AnxA5 has been extensively studied for its diverse biological functions, including anti-coagulant, anti-inflammatory, and anti-apoptotic activities [
49], positioning it as a novel therapeutic candidate for inflammation-associated disorders. The clinical translation of recombinant human AnxA5 is supported by completed phase I trials (NCT04217629, NCT04850399) demonstrating the safety of intravenous administration at doses ranging from 0.75 to 20 mg in healthy volunteers. Pharmacokinetic studies have further established that AnxA5 administration at 50–100 μg/kg in patients with normal renal function results in dose-dependent plasma concentration increases, rapid clearance, and no significant impact on coagulation parameters over a 7-day observation period [
50]. These data provide a strong foundation for continued clinical development of AnxA5-based therapies.

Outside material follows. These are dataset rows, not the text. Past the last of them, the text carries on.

//! Symbol table built during the scan pass.
//!
//! Maps each distinct raw symbol that classified as Nim mangled and decoded
//! cleanly to its decoded form. The table is a plain value handed to the
//! rewriter; nothing here is global.

use super::classify::is_nim_mangled;
use super::decoder::{decode, DecodedSymbol};
use log::{debug, warn};
use serde::{Deserialize, Serialize};
use std::collections::{BTreeMap, HashSet};

/// Raw symbol text → decoded symbol
#[derive(Debug, Clone, Default, PartialEq, Eq, Serialize, Deserialize)]
#[serde(transparent)]
pub struct SymbolTable {
    symbols: BTreeMap<String, DecodedSymbol>,
}

/// Counters collected while building a table
#[derive(Debug, Clone, Copy, Default, PartialEq, Eq)]
pub struct TableStats {
    /// Raw symbols seen, duplicates included
    pub scanned: usize,

    /// Distinct raw symbols
    pub distinct: usize,

    /// Distinct symbols decoded into the table
    pub decoded: usize,

    /// Distinct symbols rejected by the classifier
    pub not_mangled: usize,

    /// Distinct symbols that classified as mangled but could not be decoded
    pub undecodable: usize,
}

impl SymbolTable {
    pub fn new() -> Self {
        Self::default()
    }

    /// Build a table from raw symbols in scan order
    ///
    /// **Public** - main entry point after scanning
    ///
    /// Symbols failing classification are left out silently. Symbols that
    /// classify but fail to decode are logged and left out, so they stay
    /// untouched in the rewritten trace.
    pub fn build<I, S>(raw_symbols: I) -> (Self, TableStats)
    where
        I: IntoIterator<Item = S>,
        S: AsRef<str>,
    {
        let mut table = Self::new();
        let mut stats = TableStats::default();
        let mut seen = HashSet::new();

        for raw in raw_symbols {
            let raw = raw.as_ref();
            stats.scanned += 1;

            if !seen.insert(raw.to_string()) {
                continue;
            }
            stats.distinct += 1;

            if !is_nim_mangled(raw) {
                stats.not_mangled += 1;
                continue;
            }

            match decode(raw) {
                Ok(decoded) => {
                    debug!("Decoded {} -> {}", raw, decoded.render());
                    table.insert(raw.to_string(), decoded);
                    stats.decoded += 1;
                }
                Err(e) => {
                    warn!("Skipping symbol: {}", e);
                    stats.undecodable += 1;
                }
            }
        }

        (table, stats)
    }

    pub fn insert(&mut self, raw: String, decoded: DecodedSymbol) -> Option<DecodedSymbol> {
        self.symbols.insert(raw, decoded)
    }

    pub fn get(&self, raw: &str) -> Option<&DecodedSymbol> {
        self.symbols.get(raw)
    }

    pub fn len(&self) -> usize {
        self.symbols.len()
    }

    pub fn is_empty(&self) -> bool {
        self.symbols.is_empty()
    }

    pub fn iter(&self) -> impl Iterator<Item = (&str, &DecodedSymbol)> {
        self.symbols.iter().map(|(raw, decoded)| (raw.as_str(), decoded))
    }

    /// Entries in substitution order
    ///
    /// Longer keys come first so a symbol that contains another symbol's
    /// text is replaced before the shorter one can match inside it. Ties
    /// keep lexicographic order.
    pub fn replacement_order(&self) -> Vec<(&str, &DecodedSymbol)> {
        let mut entries: Vec<_> = self.iter().collect();
        entries.sort_by(|(a, _), (b, _)| b.len().cmp(&a.len()).then_with(|| a.cmp(b)));
        entries
    }
}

Given its broad biological activities, the therapeutic potential of AnxA5 may extend beyond LoS to include a wide range of inflammatory and fibrotic conditions. We hypothesize that AnxA5 may be beneficial for treating hypertrophic scars, keloids, and radiation-induced skin injury. Preliminary, unpublished data from a bleomycin-induced pulmonary fibrosis model further support the anti-fibrotic efficacy of AnxA5 across multiple tissue types. Importantly, recombinant protein technology enables scalable production of AnxA5 with consistent quality and well-defined mechanisms of action, making it a feasible candidate for clinical application. Future studies should aim to optimize delivery platforms, establish precise dose-response relationships, and evaluate combination therapies to enhance treatment efficacy. These efforts will be critical in advancing AnxA5 as a viable therapeutic agent for fibrotic and inflammation-related diseases.